[Dataset items]
============================================================
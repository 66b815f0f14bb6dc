use serde::{Deserialize, Serialize};

#[derive(Debug, Clone, Copy, PartialEq, Eq, Hash, PartialOrd, Ord, Serialize, Deserialize)]
pub enum SpeedRank {
    Land,
    Slow,
    Fast,
    FastPlus,
    Fastest,
}

impl SpeedRank {
    /// Game speed value: 5 slow, 10 fast, 15 fast+, 20 fastest.
    pub fn from_speed(speed: i32) -> Self {
        match speed {
            s if s <= 0 => Self::Land,
            s if s < 10 => Self::Slow,
            s if s < 15 => Self::Fast,
            s if s < 20 => Self::FastPlus,
            _ => Self::Fastest,
        }
    }
}

#[derive(Debug, Clone, Copy, PartialEq, Eq, Hash, PartialOrd, Ord, Serialize, Deserialize)]
pub enum RangeCategory {
    None,
    Short,
    Medium,
    Long,
    VeryLong,
}

impl RangeCategory {
    pub fn from_value(range: i32) -> Self {
        match range {
            r if r <= 0 => Self::None,
            1 => Self::Short,
            2 => Self::Medium,
            3 => Self::Long,
            _ => Self::VeryLong,
        }
    }
}
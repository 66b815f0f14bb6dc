//! Fleet line of sight: formula 33 (routing) and the day observation fleet LoS.

use crate::data::gear::GearCategory;
use crate::entity::ship::Ship;
use crate::stats::stacking::StatKind;

pub const FLEET_SIZE_FOR_LOS: usize = 6;

pub fn equipment_los_coefficient(category: GearCategory) -> f64 {
    match category {
        GearCategory::CbTorpedoBomber => 0.8,
        GearCategory::CbRecon => 1.0,
        GearCategory::ReconSeaplane => 1.2,
        GearCategory::SeaplaneBomber => 1.1,
        _ => 0.6,
    }
}

/// `node_factor * sum(coef * (los + imp)) + sum(sqrt(naked los)) - ceil(0.4 * hq) + 2 * (6 - ships)`.
/// `None` when any ship's naked LoS is unknown.
pub fn formula33(ships: &[&Ship], hq_level: u16, node_factor: f64) -> Option<f64> {
    let mut equipment = 0.0;
    let mut naked = 0.0;
    for ship in ships {
        naked += f64::from(ship.naked(StatKind::Los)?.max(0)).sqrt();
        for (_, gear) in ship.gear_iter() {
            let los = f64::from(gear.master.los) + gear.improvement.los;
            equipment += equipment_los_coefficient(gear.category()) * los;
        }
        // equipment bonus LoS is added unweighted
        naked += f64::from(ship.ebonus.los);
    }
    let hq_penalty = (0.4 * f64::from(hq_level)).ceil();
    let empty_slots = FLEET_SIZE_FOR_LOS.saturating_sub(ships.len()) as f64;
    Some(node_factor * equipment + naked - hq_penalty + 2.0 * empty_slots)
}

/// `floor(sqrt(F) + F / 10)` where `F` sums naked LoS and observation seaplane
/// `floor(sqrt(slot) * los)` over the fleet.
pub fn fleet_observation_los_mod(ships: &[&Ship]) -> f64 {
    let total: f64 = ships
        .iter()
        .map(|ship| {
            let naked = f64::from(ship.naked(StatKind::Los).unwrap_or(0).max(0));
            let planes: f64 = ship
                .gear_iter()
                .filter(|(slot, gear)| {
                    slot.aircraft() > 0 && gear.category().is_observation_seaplane()
                })
                .map(|(slot, gear)| {
                    (f64::from(slot.aircraft()).sqrt() * f64::from(gear.master.los)).floor()
                })
                .sum();
            naked + planes
        })
        .sum();
    (total.sqrt() + total / 10.0).floor()
}
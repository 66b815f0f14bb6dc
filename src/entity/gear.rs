use std::sync::Arc;

use serde::{Deserialize, Serialize};

use crate::data::gear::{GearAttr, GearCategory, MasterGear};
use crate::stats::improvement::GearImprovement;

pub const MAX_STARS: u8 = 10;
pub const MAX_EXP: u8 = 120;

/// Proficiency level thresholds on internal experience.
pub const PROFICIENCY_THRESHOLDS: [u8; 8] = [0, 10, 25, 40, 55, 70, 85, 100];

#[derive(Debug, Clone, Default, PartialEq, Eq, Hash, Serialize, Deserialize)]
#[serde(default)]
pub struct GearState {
    pub id: Option<String>,
    pub gear_id: u16,
    pub stars: Option<u8>,
    pub exp: Option<u8>,
}

impl GearState {
    pub fn new(gear_id: u16) -> Self {
        Self {
            gear_id,
            ..Default::default()
        }
    }

    pub fn with_stars(mut self, stars: u8) -> Self {
        self.stars = Some(stars);
        self
    }

    pub fn with_exp(mut self, exp: u8) -> Self {
        self.exp = Some(exp);
        self
    }
}

pub fn proficiency_level(exp: u8) -> usize {
    PROFICIENCY_THRESHOLDS
        .iter()
        .rposition(|&threshold| exp >= threshold)
        .unwrap_or(0)
}

#[derive(Debug, Clone, PartialEq)]
pub struct Gear {
    pub id: Option<String>,
    pub master: Arc<MasterGear>,
    pub stars: u8,
    pub exp: u8,
    pub improvement: GearImprovement,
}

impl Gear {
    pub fn new(master: Arc<MasterGear>, state: &GearState) -> Self {
        let stars = state.stars.unwrap_or(0).min(MAX_STARS);
        let exp = state.exp.unwrap_or(0).min(MAX_EXP);
        let improvement = GearImprovement::new(&master, stars);
        Self {
            id: state.id.clone(),
            master,
            stars,
            exp,
            improvement,
        }
    }

    pub fn state(&self) -> GearState {
        GearState {
            id: self.id.clone(),
            gear_id: self.master.gear_id,
            stars: Some(self.stars),
            exp: Some(self.exp),
        }
    }

    pub fn gear_id(&self) -> u16 {
        self.master.gear_id
    }

    pub fn category(&self) -> GearCategory {
        self.master.category()
    }

    pub fn has_attr(&self, attr: GearAttr) -> bool {
        self.master.has_attr(attr)
    }

    pub fn proficiency(&self) -> usize {
        proficiency_level(self.exp)
    }

    /// Critical power modifier from aircraft proficiency, before the per-slot weighting.
    pub fn proficiency_critical_mod(&self) -> f64 {
        const TABLE: [f64; 8] = [0.0, 1.0, 2.0, 3.0, 4.0, 5.0, 7.0, 10.0];
        let bonus = TABLE[self.proficiency()];
        let exp_bonus = f64::from(self.exp).sqrt();
        (exp_bonus + bonus) / 100.0
    }
}

#[cfg(test)]
mod tests {
    use super::*;

    #[test]
    fn proficiency_levels_follow_thresholds() {
        assert_eq!(proficiency_level(0), 0);
        assert_eq!(proficiency_level(9), 0);
        assert_eq!(proficiency_level(10), 1);
        assert_eq!(proficiency_level(99), 6);
        assert_eq!(proficiency_level(120), 7);
    }

    #[test]
    fn stars_and_exp_are_clamped() {
        let master = Arc::new(MasterGear::default());
        let gear = Gear::new(
            master,
            &GearState {
                stars: Some(42),
                exp: Some(200),
                ..Default::default()
            },
        );
        assert_eq!(gear.stars, MAX_STARS);
        assert_eq!(gear.exp, MAX_EXP);
    }
}
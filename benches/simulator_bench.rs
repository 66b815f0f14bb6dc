//! Monte Carlo throughput, sequential against parallel batches.
//!
//! Run with: `cargo bench --bench simulator`

mod common;

use common::*;
use criterion::{black_box, criterion_group, criterion_main, BenchmarkId, Criterion, Throughput};
use fleethub_core::combat::{Analyzer, FleetType, WarfareContext};
use fleethub_core::entity::OrgType;
use fleethub_core::parallel::{CancelToken, WorkerPool};
use fleethub_core::simulator::{run_simulation, Phase, Scenario, SimulatorConfig};

fn night_scenario() -> Scenario {
    let factory = factory();
    let attackers = (0..6)
        .map(|_| ship_state(DESTROYER, &[TORPEDO, TORPEDO]))
        .collect();
    let targets = (0..6).map(|_| ship_state(ENEMY_DESTROYER, &[])).collect();
    let attacker = comp(&factory, OrgType::Single, attackers);
    let target = comp(&factory, OrgType::EnemySingle, targets);

    let ctx = WarfareContext::new(
        attacker.environment(FleetType::Main, 0),
        target.environment(FleetType::Main, 0),
    );
    let analyzer = Analyzer::new(&factory.master().cutin_tables);
    Scenario::from_comps(&analyzer, &attacker, &target, &ctx, Phase::Night)
        .expect("bench scenario builds")
}

fn bench_simulator(c: &mut Criterion) {
    let scenario = night_scenario();
    let iterations = 10_000u32;
    let config = SimulatorConfig {
        iterations,
        seed: Some(7),
        ..SimulatorConfig::default()
    };

    let mut group = c.benchmark_group("simulator");
    group.sample_size(20);
    group.throughput(Throughput::Elements(u64::from(iterations)));

    for workers in [1usize, 0] {
        let label = if workers == 0 { "all_cores" } else { "single" };
        let pool = WorkerPool::with_workers(workers);
        group.bench_with_input(BenchmarkId::new("night_6v6", label), &pool, |b, pool| {
            b.iter(|| {
                black_box(
                    run_simulation(&scenario, &config, pool, &CancelToken::new())
                        .expect("simulation runs"),
                )
            })
        });
    }

    group.finish();
}

criterion_group!(benches, bench_simulator);
criterion_main!(benches);
mod common;

use common::*;
use fleethub_core::anti_air::{adjusted_anti_air, analyze_anti_air, combined_fleet_mod};
use fleethub_core::combat::{AirState, FleetType};
use fleethub_core::contact::{analyze_contact, day_contact};
use fleethub_core::data::AllocationRule;
use fleethub_core::entity::OrgType;
use fleethub_core::stats::StatKind;

fn akizuki_comp() -> fleethub_core::entity::Comp {
    let factory = factory();
    player_comp(
        &factory,
        vec![ship_state(AKIZUKI, &[HIGH_ANGLE_MOUNT, HIGH_ANGLE_MOUNT, AIR_RADAR])],
    )
}

#[test]
fn anti_air_golden_values() {
    let comp = akizuki_comp();
    let master = master();
    let rule = master.cutin_tables.allocation;
    let analysis = analyze_anti_air(&comp, &master.anti_air_cutins, rule, None);

    assert_eq!(analysis.fleet_anti_air, 8.0);
    assert_eq!(analysis.cutin, None);

    let ship = &analysis.ships[0];
    assert_eq!(ship.ship_id, AKIZUKI);
    assert_eq!(ship.adjusted_anti_air, Some(142.0));
    approx_eq(ship.proportional_shotdown_rate.expect("known"), 0.355, 1e-12);
    assert_eq!(ship.fixed_shotdown_number, Some(30));
    assert_eq!(ship.minimum_bonus, 1);
    assert_eq!(ship.anti_air_cutins, vec![1, 2, 3, 5, 8]);
}

#[test]
fn anti_air_cutin_lottery_caps_each_kind_at_the_remaining_mass() {
    let comp = akizuki_comp();
    let master = master();
    let rule = master.cutin_tables.allocation;
    let analysis = analyze_anti_air(&comp, &master.anti_air_cutins, rule, None);

    // 0.65, then min(0.35, 0.58), then nothing is left
    let expected = [(1, 0.65), (2, 0.35), (3, 0.0), (5, 0.0), (8, 0.0)];
    assert_eq!(analysis.cutin_rates.len(), expected.len());
    for (entry, (id, rate)) in analysis.cutin_rates.iter().zip(expected) {
        assert_eq!(entry.id, id);
        approx_eq(entry.rate, rate, 1e-9);
    }
    approx_eq(analysis.no_cutin_rate, 0.0, 1e-9);
    approx_eq(analysis.total_cutin_rate() + analysis.no_cutin_rate, 1.0, 1e-12);
}

#[test]
fn sequential_roll_lottery_rolls_in_table_order() {
    let comp = akizuki_comp();
    let master = master();
    let analysis =
        analyze_anti_air(&comp, &master.anti_air_cutins, AllocationRule::SequentialRoll, None);

    let expected = [
        (1, 0.65),
        (2, 0.203),
        (3, 0.0735),
        (5, 0.040425),
        (8, 0.0165375),
    ];
    for (entry, (id, rate)) in analysis.cutin_rates.iter().zip(expected) {
        assert_eq!(entry.id, id);
        approx_eq(entry.rate, rate, 1e-9);
    }
    approx_eq(analysis.no_cutin_rate, 0.0165375, 1e-9);
}

#[test]
fn active_cutin_boosts_fixed_shootdown() {
    let comp = akizuki_comp();
    let master = master();
    let rule = master.cutin_tables.allocation;
    let analysis = analyze_anti_air(&comp, &master.anti_air_cutins, rule, Some(5));

    assert_eq!(analysis.cutin, Some(5));
    let ship = &analysis.ships[0];
    assert_eq!(ship.fixed_shotdown_number, Some(45));
    assert_eq!(ship.minimum_bonus, 5);
}

#[test]
fn abyssal_adjusted_anti_air_uses_square_root() {
    let factory = factory();
    let enemy = ship(&factory, ENEMY_DESTROYER, &[]);
    assert_eq!(adjusted_anti_air(&enemy), Some(4.0));

    let comp = enemy_comp(&factory, vec![ship_state(ENEMY_DESTROYER, &[])]);
    let analysis = analyze_anti_air(
        &comp,
        &factory.master().anti_air_cutins,
        AllocationRule::Capped,
        None,
    );
    assert_eq!(analysis.ships[0].minimum_bonus, 0);
    assert!(analysis.cutin_rates.is_empty());
    assert_eq!(analysis.no_cutin_rate, 1.0);
}

#[test]
fn combined_fleet_mods_depend_on_side_and_fleet() {
    assert_eq!(combined_fleet_mod(OrgType::Single, FleetType::Main), 1.0);
    assert_eq!(combined_fleet_mod(OrgType::CarrierTaskForce, FleetType::Main), 0.72);
    assert_eq!(combined_fleet_mod(OrgType::EnemyCombined, FleetType::Main), 0.8);
    assert_eq!(combined_fleet_mod(OrgType::CarrierTaskForce, FleetType::Escort), 0.48);
}

#[test]
fn recon_seaplane_gives_day_contact() {
    let factory = factory();
    let comp = player_comp(
        &factory,
        vec![ship_state(BATTLESHIP, &[LARGE_GUN, LARGE_GUN, RECON_SEAPLANE])],
    );
    let contact = analyze_contact(&comp, AllocationRule::Capped);

    // (floor(9 * sqrt(3)) + 1) / (70 - 45); luck 10 scales selection by 1.06
    approx_eq(contact.air_supremacy.trigger_rate, 0.64, 1e-12);
    approx_eq(contact.air_supremacy.rank3, 0.64 * 9.0 / 14.0 * 1.06, 1e-12);
    assert_eq!(contact.air_supremacy.rank1, 0.0);

    // (15 + 1) / 40 and 9 / 16
    approx_eq(contact.air_superiority.trigger_rate, 0.4, 1e-12);
    approx_eq(contact.air_superiority.total(), 0.4 * 9.0 / 16.0 * 1.06, 1e-12);

    assert_eq!(contact.night.total(), 0.0);
}

#[test]
fn luckier_carrier_selects_contact_more_often() {
    let factory = factory();
    let mut lucky = ship_state(BATTLESHIP, &[RECON_SEAPLANE]);
    lucky.overrides.insert(StatKind::Luck, 100);
    let plain = player_comp(&factory, vec![ship_state(BATTLESHIP, &[RECON_SEAPLANE])]);
    let lucky = player_comp(&factory, vec![lucky]);

    let plain = analyze_contact(&plain, AllocationRule::Capped).air_supremacy;
    let lucky = analyze_contact(&lucky, AllocationRule::Capped).air_supremacy;
    approx_eq(lucky.trigger_rate, plain.trigger_rate, 1e-12);
    approx_eq(lucky.total() / plain.total(), 1.2 / 1.06, 1e-12);
}

#[test]
fn no_air_control_means_no_contact() {
    let factory = factory();
    let ships = [ship(&factory, BATTLESHIP, &[RECON_SEAPLANE])];
    let chance = day_contact(ships.iter(), AirState::AirParity, AllocationRule::Capped);
    assert_eq!(chance.trigger_rate, 0.0);
    assert_eq!(chance.total(), 0.0);
}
============================================================
**Your assignment**:
An exact copy of the data is needed, running from its first line through the line that holds "fast+, 20 fastest.", and nothing beyond that.

**Result**:
repository 66b815f0f14bb6dc
use serde::{Deserialize, Serialize};

#[derive(Debug, Clone, Copy, PartialEq, Eq, Hash, PartialOrd, Ord, Serialize, Deserialize)]
pub enum SpeedRank {
    Land,
    Slow,
    Fast,
    FastPlus,
    Fastest,
}

impl SpeedRank {
    /// Game speed value: 5 slow, 10 fast, 15 fast+, 20 fastest.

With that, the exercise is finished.